Making waves with response radio

A newly-published research project looks at the validity and effectiveness of direct response radio ads as part of the marketing mix. By Andrew Ingram. Andrew Ingram is director of account planning at the Radio Advertising Bureau.

Direct response on radio has traditionally been something of a black art. Some advertisers complain that they can’t get radio advertising to generate sufficient enquiries, while others are quite clearly using it to make a fortune but won’t – understandably – reveal how they do it and what sort of response they get.

The new report Direct Response Radio, funded by Classic FM, GWR, BT and the Direct Marketing Association, offers the advertising and marketing community a first chance to look in detail at how radio makes the telephone ring.

It’s important to say this is only a first phase: it looks purely at response to BT special numbers (such as 0800), and measures short-term response rather than longer-term effects. A follow-on study is being planned which will look at other issues, such as creativity.

In terms of method, the study monitors response to more than 4,000 ads over the course of three weeks, on national and local radio. For each brand, BT logged the rate of telephone enquiries around transmission time.

So what does the study tell us? For a start, it answers the question “What is the average rate of response to a radio campaign?”. The magic number is calculated as 0.15 per cent – though this is of course a purely theoretical average across all the campaigns, some of which worked far less efficiently than others (response is calculated as the number of incremental calls registered by BT, divided by the number of people estimated to be listening at the time).

Some ads also worked far more efficiently than others: one campaign, the best-performer, registered a response rate of over ten per cent. Regrettably, BT client confidentiality means we cannot know which advertiser achieved this astonishing rate of response.

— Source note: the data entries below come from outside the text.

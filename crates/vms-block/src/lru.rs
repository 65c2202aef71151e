//! Bounded least-recently-used map.
//!
//! Used for block, inode, MFT record and grain-table caches. Recency is
//! tracked by [`lru::LruCache`]; this wrapper adds a validated capacity and
//! hit/miss counters.

use std::fmt;
use std::hash::Hash;
use std::num::NonZeroUsize;
use vms_error::{Result, VmsError};

pub struct LruCache<K, V> {
    inner: lru::LruCache<K, V>,
    hits: u64,
    misses: u64,
}

impl<K: Eq + Hash, V> fmt::Debug for LruCache<K, V> {
    fn fmt(&self, f: &mut fmt::Formatter<'_>) -> fmt::Result {
        f.debug_struct("LruCache")
            .field("len", &self.inner.len())
            .field("capacity", &self.inner.cap())
            .field("hits", &self.hits)
            .field("misses", &self.misses)
            .finish()
    }
}

impl<K: Eq + Hash, V> LruCache<K, V> {
    pub fn new(capacity: usize) -> Result<Self> {
        let capacity = NonZeroUsize::new(capacity).ok_or_else(|| {
            VmsError::InvalidConfig("LRU cache capacity must be > 0".to_owned())
        })?;
        Ok(Self {
            inner: lru::LruCache::new(capacity),
            hits: 0,
            misses: 0,
        })
    }

    #[must_use]
    pub fn capacity(&self) -> usize {
        self.inner.cap().get()
    }

    #[must_use]
    pub fn len(&self) -> usize {
        self.inner.len()
    }

    #[must_use]
    pub fn is_empty(&self) -> bool {
        self.inner.is_empty()
    }

    #[must_use]
    pub fn contains(&self, key: &K) -> bool {
        self.inner.contains(key)
    }

    /// Look up `key`, marking it most recently used.
    pub fn get(&mut self, key: &K) -> Option<&V> {
        let value = self.inner.get(key);
        if value.is_some() {
            self.hits += 1;
        } else {
            self.misses += 1;
        }
        value
    }

    /// Insert or replace `key`. Returns the evicted entry, if any.
    pub fn insert(&mut self, key: K, value: V) -> Option<(K, V)> {
        if self.inner.contains(&key) {
            self.inner.put(key, value);
            return None;
        }
        self.inner.push(key, value)
    }

    pub fn remove(&mut self, key: &K) -> Option<V> {
        self.inner.pop(key)
    }

    pub fn clear(&mut self) {
        self.inner.clear();
    }

    /// `(hits, misses)` since construction.
    #[must_use]
    pub fn stats(&self) -> (u64, u64) {
        (self.hits, self.misses)
    }
}

impl<K: Eq + Hash, V: Clone> LruCache<K, V> {
    /// Clone of the cached value, marking it most recently used.
    pub fn get_cloned(&mut self, key: &K) -> Option<V> {
        self.get(key).cloned()
    }
}

#[cfg(test)]
mod tests {
    use super::*;

    #[test]
    fn zero_capacity_is_rejected() {
        assert!(LruCache::<u64, u64>::new(0).is_err());
    }

    #[test]
    fn evicts_least_recently_used() {
        let mut cache = LruCache::new(2).expect("cache");
        assert!(cache.insert(1_u64, "a").is_none());
        assert!(cache.insert(2, "b").is_none());
        assert_eq!(cache.get(&1), Some(&"a"));
        let evicted = cache.insert(3, "c");
        assert_eq!(evicted, Some((2, "b")));
        assert!(cache.contains(&1));
        assert!(cache.contains(&3));
        assert_eq!(cache.len(), 2);
    }

    #[test]
    fn replacing_a_key_does_not_evict() {
        let mut cache = LruCache::new(2).expect("cache");
        cache.insert(1_u64, 10_u32);
        cache.insert(2, 20);
        assert!(cache.insert(1, 11).is_none());
        assert_eq!(cache.get_cloned(&1), Some(11));
        assert_eq!(cache.len(), 2);
    }

    #[test]
    fn never_grows_past_capacity() {
        let mut cache = LruCache::new(50).expect("cache");
        for i in 0..1000_u64 {
            cache.insert(i, i);
        }
        assert_eq!(cache.len(), 50);
        assert!(cache.contains(&999));
        assert!(!cache.contains(&949));
    }

    #[test]
    fn hits_keep_an_entry_alive_in_a_full_cache() {
        let mut cache = LruCache::new(256).expect("cache");
        for i in 0..256_u64 {
            cache.insert(i, i);
        }
        for round in 0..256_u64 {
            assert_eq!(cache.get(&0), Some(&0));
            cache.insert(1000 + round, round);
        }
        assert!(cache.contains(&0));
        assert_eq!(cache.len(), 256);
        assert_eq!(cache.stats(), (256, 0));
    }

    #[test]
    fn tracks_hits_and_misses() {
        let mut cache = LruCache::new(4).expect("cache");
        cache.insert(7_u64, ());
        let _ = cache.get(&7);
        let _ = cache.get(&8);
        assert_eq!(cache.stats(), (1, 1));
        assert_eq!(cache.remove(&7), Some(()));
        assert!(cache.is_empty());
    }
}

As shown in figure 1 (opposite top), there is quite a gap between the response rates for the top ten ads and the rest.

Figure 2 (opposite centre) shows the pattern of response according to how soon an ad is repeated. The clear implication is that ads which are repeated within the hour show a significantly higher response efficiency. This makes sense, as radio listeners who are interested in the offer are not always in a position to note the number or make the call.

In terms of response across the day, there are some very interesting findings, as shown in figure 3 (opposite bottom). Response efficiency is very low at the beginning of the day, and only begins to pick up around lunchtime.

This immediately puts a question mark against the wisdom of using morning airtime, when the radio audience is at its highest level on most stations. The report suggests that “the best strategy would involve building a brand and establishing an offer through the day, and achieving response by spreading the campaign into the evening”.

This certainly tallies with the experience of some current advertisers, whose pattern of activity suggests there are broader factors involved: for example, one of the most successful radio-advertised brands, the Carphone Warehouse, uses a disproportionately large amount of morning peak airtime with conspicuously successful results at response level.

The study also looks at response by day of week (weekends are best) and length of spot (ten-second spots are best, although there is an effect in here from the 60-second spots which many of the tens run with), as well as by trade sector.

In summary, the study provides some of the first-base answers which media planners are looking for on direct response; meanwhile there are plenty more questions to ask.